A really bad word for being human

Immersion. It's this sense of seamlessness and continuity in a video game that makes it feel more real. It's the holy grail of hardcore gamers, to enter a game and become fully engrossed in that world to the exclusion of outside influences. But even the best games aren't fully immersive. There's always a sliver of consciousness that remains aware of the fictional nature of the activity. I call this little sliver "Gamersion" and it's that sliver that I want to talk about.

Game developers are constantly seeking to improve ways of shrinking or eliminating or ignoring that sliver of consciousness, to improve "immersion". Higher frame rates, better visual quality, deeper stories and characters.

But I wonder if that should really be our goal. Instead of trying to eliminate our awareness of a video game as a game, why don't we try to capitalize on it? What if we make a game that is aware that it's a game AND that is designed around the player being aware of it as well?

Let's take a simple example from a fairly popular RPG game: The Elder Scrolls. It's an immensely popular series of games and it has set a high bar for modern open-world and sandbox video games. One particular quirk of these games, however, is that non-player characters can't jump. The game just wasn't designed with that as part of the program. So a player gets into the game and comes across a foe that is too powerful and the player's about to die - but wait! The player can jump! So you jump up onto some rocks to get away from the sabretooth cat trying to eat you and you shoot it at range with your bow.
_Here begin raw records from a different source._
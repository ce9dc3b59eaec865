#![forbid(unsafe_code)]

//! Browser runner for the terrasite page controllers.
//!
//! This crate provides [`PageRunner`], a `wasm-bindgen`-exported struct that
//! wraps `terrasite_runtime::PageController` over a `localStorage`-backed
//! host and exposes it to the page shim for host-driven execution:
//!
//! ```js
//! const runner = new PageRunner();
//! runner.attach(JSON.stringify(collectLayout(document)));
//! window.addEventListener("load", () => {
//!   runner.pushInput(JSON.stringify({ kind: "load", scroll_y: scrollY, viewport_height: innerHeight }));
//! });
//! window.addEventListener("scroll", () => {
//!   runner.pushInput(JSON.stringify({ kind: "scroll", scroll_y: scrollY, viewport_height: innerHeight }));
//! });
//! // Clicks and submits step synchronously so `prevent_default` lands
//! // before the browser acts on the event.
//! document.addEventListener("click", (event) => {
//!   runner.pushInput(JSON.stringify({ kind: "click", path: describePath(event) }));
//!   applyPatches(runner.step().patches, event);
//! });
//! form.addEventListener("submit", (event) => {
//!   runner.pushInput(JSON.stringify({ kind: "submit", form: nodeId(form), email: form.email.value }));
//!   applyPatches(runner.step().patches, event);
//! });
//! // each frame:
//! runner.advanceTime(dt);
//! applyPatches(runner.step().patches);
//! ```

#[cfg(target_arch = "wasm32")]
mod wasm;

#[cfg(target_arch = "wasm32")]
pub use wasm::PageRunner;

// Runner core is used by the wasm module and by native tests.
#[cfg(any(target_arch = "wasm32", test))]
mod runner_core;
Never mind that a real sabretooth cat could jump three times as high as any human, the game cats can't jump. And a player that knows this will make one of two decisions - to jump out of reach of the enemy, or to consciously avoid jumping in order to avoid "exploiting" the game's unreality. Either choice is a conscious choice on the part of the player outside of the game world. Technically, this is an "immersion breaking" flaw and there are plenty of examples of players complaining about it online.

But what if the developers did that on purpose? What if a game were designed that intentionally pushed the player out of immersion - as part of a strategy or puzzle?

There's one game that I've played that's actually done this. The Talos Principle (great game, delightfully nerdy) is loaded with QR codes, messages hidden in HEX or Binary, and bundles of easter eggs that force the player to leave the game in order to understand them - but rather than detract from the game, these jaunts back to reality actually add to the game's story and depth. Translating the HEX in a corrupted e-mail actually pulls the player deeper into the mystery of the game, even though the player has to leave the game to do so. I actually began thinking about the idea of gamersion before The Talos Principle was released, and it made me giddy to see that someone else had stumbled across this idea and executed it so well.

So this example answers my question - games can be better if they integrate themselves into reality instead of trying to separate themselves from it. Sure, this approach may not be appropriate for every game out there, but if more developers see the benefits as Croteam did, then we can look forward to games in the future that are far more engaging because they break immersion. Because players are never really immersed, they're gamersed.

(BTW, yes, I know, "gamersed" is not a very catchy word. Inventing new words is hard.)